▶ [TASK ITEM]: Take the entries below and return them unchanged.

▶ [PROVIDED RECORDS]:
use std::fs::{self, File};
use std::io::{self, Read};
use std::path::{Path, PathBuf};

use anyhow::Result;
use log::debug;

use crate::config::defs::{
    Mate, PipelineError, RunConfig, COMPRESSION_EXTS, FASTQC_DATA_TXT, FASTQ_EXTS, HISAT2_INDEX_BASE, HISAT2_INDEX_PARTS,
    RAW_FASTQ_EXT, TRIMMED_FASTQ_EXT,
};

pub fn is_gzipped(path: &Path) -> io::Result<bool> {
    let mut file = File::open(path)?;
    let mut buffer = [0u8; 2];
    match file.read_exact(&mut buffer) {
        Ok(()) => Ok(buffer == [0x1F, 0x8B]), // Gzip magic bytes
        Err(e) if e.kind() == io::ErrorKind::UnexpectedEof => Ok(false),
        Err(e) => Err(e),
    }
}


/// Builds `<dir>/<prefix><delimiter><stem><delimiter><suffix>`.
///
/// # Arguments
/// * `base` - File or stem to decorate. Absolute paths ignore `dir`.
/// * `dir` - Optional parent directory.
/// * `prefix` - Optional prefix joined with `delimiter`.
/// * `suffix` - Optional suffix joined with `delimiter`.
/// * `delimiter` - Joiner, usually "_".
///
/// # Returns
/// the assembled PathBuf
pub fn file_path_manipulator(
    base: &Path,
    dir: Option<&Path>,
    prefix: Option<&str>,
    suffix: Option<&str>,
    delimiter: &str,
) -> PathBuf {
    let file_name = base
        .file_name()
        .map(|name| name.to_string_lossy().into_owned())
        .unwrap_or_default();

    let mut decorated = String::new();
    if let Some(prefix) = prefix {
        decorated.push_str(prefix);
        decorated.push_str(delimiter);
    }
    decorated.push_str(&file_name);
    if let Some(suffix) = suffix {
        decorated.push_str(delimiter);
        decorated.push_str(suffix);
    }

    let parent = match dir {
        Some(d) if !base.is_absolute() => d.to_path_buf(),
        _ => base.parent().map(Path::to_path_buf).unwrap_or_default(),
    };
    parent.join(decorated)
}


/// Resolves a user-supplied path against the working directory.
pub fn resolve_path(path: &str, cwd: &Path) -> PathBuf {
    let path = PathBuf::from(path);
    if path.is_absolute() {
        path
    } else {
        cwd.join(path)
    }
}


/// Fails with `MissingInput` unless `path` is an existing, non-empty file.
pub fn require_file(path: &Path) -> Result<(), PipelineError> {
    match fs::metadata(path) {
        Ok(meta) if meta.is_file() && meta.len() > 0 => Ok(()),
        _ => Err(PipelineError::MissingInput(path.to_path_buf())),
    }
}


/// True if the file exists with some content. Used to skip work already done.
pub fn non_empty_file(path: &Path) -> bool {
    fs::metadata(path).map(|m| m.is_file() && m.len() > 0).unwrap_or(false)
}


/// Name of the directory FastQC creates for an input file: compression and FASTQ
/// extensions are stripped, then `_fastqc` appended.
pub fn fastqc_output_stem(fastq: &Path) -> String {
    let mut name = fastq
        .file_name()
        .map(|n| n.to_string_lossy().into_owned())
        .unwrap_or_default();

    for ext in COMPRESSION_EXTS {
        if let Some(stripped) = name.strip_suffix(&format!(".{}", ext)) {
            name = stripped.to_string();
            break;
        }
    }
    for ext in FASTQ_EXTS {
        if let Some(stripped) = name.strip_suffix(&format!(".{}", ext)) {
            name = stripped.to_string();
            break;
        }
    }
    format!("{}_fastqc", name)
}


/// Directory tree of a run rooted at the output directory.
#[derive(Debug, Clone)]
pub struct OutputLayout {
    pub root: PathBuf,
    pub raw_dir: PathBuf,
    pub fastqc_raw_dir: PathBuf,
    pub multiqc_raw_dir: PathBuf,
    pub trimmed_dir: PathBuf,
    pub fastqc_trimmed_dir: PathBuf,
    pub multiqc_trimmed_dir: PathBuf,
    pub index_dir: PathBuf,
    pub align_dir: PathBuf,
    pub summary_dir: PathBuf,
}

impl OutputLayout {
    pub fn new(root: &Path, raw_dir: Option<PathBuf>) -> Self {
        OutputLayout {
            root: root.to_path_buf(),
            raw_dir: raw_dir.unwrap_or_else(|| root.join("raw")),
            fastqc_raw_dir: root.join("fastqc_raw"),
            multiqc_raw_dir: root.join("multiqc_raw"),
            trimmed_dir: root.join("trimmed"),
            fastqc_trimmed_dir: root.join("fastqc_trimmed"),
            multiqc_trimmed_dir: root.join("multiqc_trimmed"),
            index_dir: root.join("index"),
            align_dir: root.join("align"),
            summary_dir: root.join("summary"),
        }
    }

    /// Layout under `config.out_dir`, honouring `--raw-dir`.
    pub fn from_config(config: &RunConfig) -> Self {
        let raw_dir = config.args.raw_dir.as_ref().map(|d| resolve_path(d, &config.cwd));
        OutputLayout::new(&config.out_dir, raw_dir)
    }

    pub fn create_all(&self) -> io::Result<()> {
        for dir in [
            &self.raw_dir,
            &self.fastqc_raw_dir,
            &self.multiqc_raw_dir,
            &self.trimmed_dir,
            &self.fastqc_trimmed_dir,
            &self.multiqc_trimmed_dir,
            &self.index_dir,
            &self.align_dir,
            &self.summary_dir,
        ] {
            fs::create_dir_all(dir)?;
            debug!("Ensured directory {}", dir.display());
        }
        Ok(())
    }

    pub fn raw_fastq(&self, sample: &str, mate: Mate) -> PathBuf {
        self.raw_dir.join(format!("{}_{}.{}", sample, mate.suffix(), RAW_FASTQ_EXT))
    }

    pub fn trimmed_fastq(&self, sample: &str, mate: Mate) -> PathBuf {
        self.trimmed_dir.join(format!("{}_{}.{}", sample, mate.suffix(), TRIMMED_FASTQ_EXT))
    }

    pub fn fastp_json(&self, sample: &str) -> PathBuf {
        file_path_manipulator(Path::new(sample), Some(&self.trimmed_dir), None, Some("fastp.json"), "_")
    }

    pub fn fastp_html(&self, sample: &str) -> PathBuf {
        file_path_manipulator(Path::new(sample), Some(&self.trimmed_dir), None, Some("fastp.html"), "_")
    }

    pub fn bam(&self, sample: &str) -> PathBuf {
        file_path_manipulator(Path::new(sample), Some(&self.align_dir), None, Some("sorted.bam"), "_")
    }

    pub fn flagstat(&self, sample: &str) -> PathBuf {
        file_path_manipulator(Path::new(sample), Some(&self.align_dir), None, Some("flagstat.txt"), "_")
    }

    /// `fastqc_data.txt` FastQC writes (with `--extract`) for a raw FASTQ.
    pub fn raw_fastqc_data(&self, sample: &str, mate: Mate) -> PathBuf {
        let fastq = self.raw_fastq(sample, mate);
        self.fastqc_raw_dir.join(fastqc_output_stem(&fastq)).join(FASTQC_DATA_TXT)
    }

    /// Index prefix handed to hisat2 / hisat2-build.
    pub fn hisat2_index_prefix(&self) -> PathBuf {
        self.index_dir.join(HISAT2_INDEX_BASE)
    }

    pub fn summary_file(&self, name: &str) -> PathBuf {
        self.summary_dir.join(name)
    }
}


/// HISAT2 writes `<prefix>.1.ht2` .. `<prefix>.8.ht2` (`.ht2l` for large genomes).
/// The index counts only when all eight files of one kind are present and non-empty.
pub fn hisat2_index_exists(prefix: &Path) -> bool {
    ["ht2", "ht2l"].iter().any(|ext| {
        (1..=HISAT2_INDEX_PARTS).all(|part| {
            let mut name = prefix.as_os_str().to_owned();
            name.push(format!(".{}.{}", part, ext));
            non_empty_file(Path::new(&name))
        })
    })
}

▶ [TASK ANSWER]:
use std::fs::{self, File};
use std::io::{self, Read};
use std::path::{Path, PathBuf};

use anyhow::Result;
use log::debug;

use crate::config::defs::{
    Mate, PipelineError, RunConfig, COMPRESSION_EXTS, FASTQC_DATA_TXT, FASTQ_EXTS, HISAT2_INDEX_BASE, HISAT2_INDEX_PARTS,
    RAW_FASTQ_EXT, TRIMMED_FASTQ_EXT,
};

pub fn is_gzipped(path: &Path) -> io::Result<bool> {
    let mut file = File::open(path)?;
    let mut buffer = [0u8; 2];
    match file.read_exact(&mut buffer) {
        Ok(()) => Ok(buffer == [0x1F, 0x8B]), // Gzip magic bytes
        Err(e) if e.kind() == io::ErrorKind::UnexpectedEof => Ok(false),
        Err(e) => Err(e),
    }
}


/// Builds `<dir>/<prefix><delimiter><stem><delimiter><suffix>`.
///
/// # Arguments
/// * `base` - File or stem to decorate. Absolute paths ignore `dir`.
/// * `dir` - Optional parent directory.
/// * `prefix` - Optional prefix joined with `delimiter`.
/// * `suffix` - Optional suffix joined with `delimiter`.
/// * `delimiter` - Joiner, usually "_".
///
/// # Returns
/// the assembled PathBuf
pub fn file_path_manipulator(
    base: &Path,
    dir: Option<&Path>,
    prefix: Option<&str>,
    suffix: Option<&str>,
    delimiter: &str,
) -> PathBuf {
    let file_name = base
        .file_name()
        .map(|name| name.to_string_lossy().into_owned())
        .unwrap_or_default();

    let mut decorated = String::new();
    if let Some(prefix) = prefix {
        decorated.push_str(prefix);
        decorated.push_str(delimiter);
    }
    decorated.push_str(&file_name);
    if let Some(suffix) = suffix {
        decorated.push_str(delimiter);
        decorated.push_str(suffix);
    }

    let parent = match dir {
        Some(d) if !base.is_absolute() => d.to_path_buf(),
        _ => base.parent().map(Path::to_path_buf).unwrap_or_default(),
    };
    parent.join(decorated)
}


/// Resolves a user-supplied path against the working directory.
pub fn resolve_path(path: &str, cwd: &Path) -> PathBuf {
    let path = PathBuf::from(path);
    if path.is_absolute() {
        path
    } else {
        cwd.join(path)
    }
}


/// Fails with `MissingInput` unless `path` is an existing, non-empty file.
pub fn require_file(path: &Path) -> Result<(), PipelineError> {
    match fs::metadata(path) {
        Ok(meta) if meta.is_file() && meta.len() > 0 => Ok(()),
        _ => Err(PipelineError::MissingInput(path.to_path_buf())),
    }
}


/// True if the file exists with some content. Used to skip work already done.
pub fn non_empty_file(path: &Path) -> bool {
    fs::metadata(path).map(|m| m.is_file() && m.len() > 0).unwrap_or(false)
}


/// Name of the directory FastQC creates for an input file: compression and FASTQ
/// extensions are stripped, then `_fastqc` appended.
pub fn fastqc_output_stem(fastq: &Path) -> String {
    let mut name = fastq
        .file_name()
        .map(|n| n.to_string_lossy().into_owned())
        .unwrap_or_default();

    for ext in COMPRESSION_EXTS {
        if let Some(stripped) = name.strip_suffix(&format!(".{}", ext)) {
            name = stripped.to_string();
            break;
        }
    }
    for ext in FASTQ_EXTS {
        if let Some(stripped) = name.strip_suffix(&format!(".{}", ext)) {
            name = stripped.to_string();
            break;
        }
    }
    format!("{}_fastqc", name)
}


/// Directory tree of a run rooted at the output directory.
#[derive(Debug, Clone)]
pub struct OutputLayout {
    pub root: PathBuf,
    pub raw_dir: PathBuf,
    pub fastqc_raw_dir: PathBuf,
    pub multiqc_raw_dir: PathBuf,
    pub trimmed_dir: PathBuf,
    pub fastqc_trimmed_dir: PathBuf,
    pub multiqc_trimmed_dir: PathBuf,
    pub index_dir: PathBuf,
    pub align_dir: PathBuf,
    pub summary_dir: PathBuf,
}

impl OutputLayout {
    pub fn new(root: &Path, raw_dir: Option<PathBuf>) -> Self {
        OutputLayout {
            root: root.to_path_buf(),
            raw_dir: raw_dir.unwrap_or_else(|| root.join("raw")),
            fastqc_raw_dir: root.join("fastqc_raw"),
            multiqc_raw_dir: root.join("multiqc_raw"),
            trimmed_dir: root.join("trimmed"),
            fastqc_trimmed_dir: root.join("fastqc_trimmed"),
            multiqc_trimmed_dir: root.join("multiqc_trimmed"),
            index_dir: root.join("index"),
            align_dir: root.join("align"),
            summary_dir: root.join("summary"),
        }
    }

    /// Layout under `config.out_dir`, honouring `--raw-dir`.
    pub fn from_config(config: &RunConfig) -> Self {
        let raw_dir = config.args.raw_dir.as_ref().map(|d| resolve_path(d, &config.cwd));
        OutputLayout::new(&config.out_dir, raw_dir)
    }

    pub fn create_all(&self) -> io::Result<()> {
        for dir in [
            &self.raw_dir,
            &self.fastqc_raw_dir,
            &self.multiqc_raw_dir,
            &self.trimmed_dir,
            &self.fastqc_trimmed_dir,
            &self.multiqc_trimmed_dir,
            &self.index_dir,
            &self.align_dir,
            &self.summary_dir,
        ] {
            fs::create_dir_all(dir)?;
            debug!("Ensured directory {}", dir.display());
        }
        Ok(())
    }

    pub fn raw_fastq(&self, sample: &str, mate: Mate) -> PathBuf {
        self.raw_dir.join(format!("{}_{}.{}", sample, mate.suffix(), RAW_FASTQ_EXT))
    }

    pub fn trimmed_fastq(&self, sample: &str, mate: Mate) -> PathBuf {
        self.trimmed_dir.join(format!("{}_{}.{}", sample, mate.suffix(), TRIMMED_FASTQ_EXT))
    }

    pub fn fastp_json(&self, sample: &str) -> PathBuf {
        file_path_manipulator(Path::new(sample), Some(&self.trimmed_dir), None, Some("fastp.json"), "_")
    }

    pub fn fastp_html(&self, sample: &str) -> PathBuf {
        file_path_manipulator(Path::new(sample), Some(&self.trimmed_dir), None, Some("fastp.html"), "_")
    }

    pub fn bam(&self, sample: &str) -> PathBuf {
        file_path_manipulator(Path::new(sample), Some(&self.align_dir), None, Some("sorted.bam"), "_")
    }

    pub fn flagstat(&self, sample: &str) -> PathBuf {
        file_path_manipulator(Path::new(sample), Some(&self.align_dir), None, Some("flagstat.txt"), "_")
    }

    /// `fastqc_data.txt` FastQC writes (with `--extract`) for a raw FASTQ.
    pub fn raw_fastqc_data(&self, sample: &str, mate: Mate) -> PathBuf {
        let fastq = self.raw_fastq(sample, mate);
        self.fastqc_raw_dir.join(fastqc_output_stem(&fastq)).join(FASTQC_DATA_TXT)
    }

    /// Index prefix handed to hisat2 / hisat2-build.
    pub fn hisat2_index_prefix(&self) -> PathBuf {
        self.index_dir.join(HISAT2_INDEX_BASE)
    }

    pub fn summary_file(&self, name: &str) -> PathBuf {
        self.summary_dir.join(name)
    }
}


/// HISAT2 writes `<prefix>.1.ht2` .. `<prefix>.8.ht2` (`.ht2l` for large genomes).
/// The index counts only when all eight files of one kind are present and non-empty.
pub fn hisat2_index_exists(prefix: &Path) -> bool {
    ["ht2", "ht2l"].iter().any(|ext| {
        (1..=HISAT2_INDEX_PARTS).all(|part| {
            let mut name = prefix.as_os_str().to_owned();
            name.push(format!(".{}.{}", part, ext));
            non_empty_file(Path::new(&name))
        })
    })
}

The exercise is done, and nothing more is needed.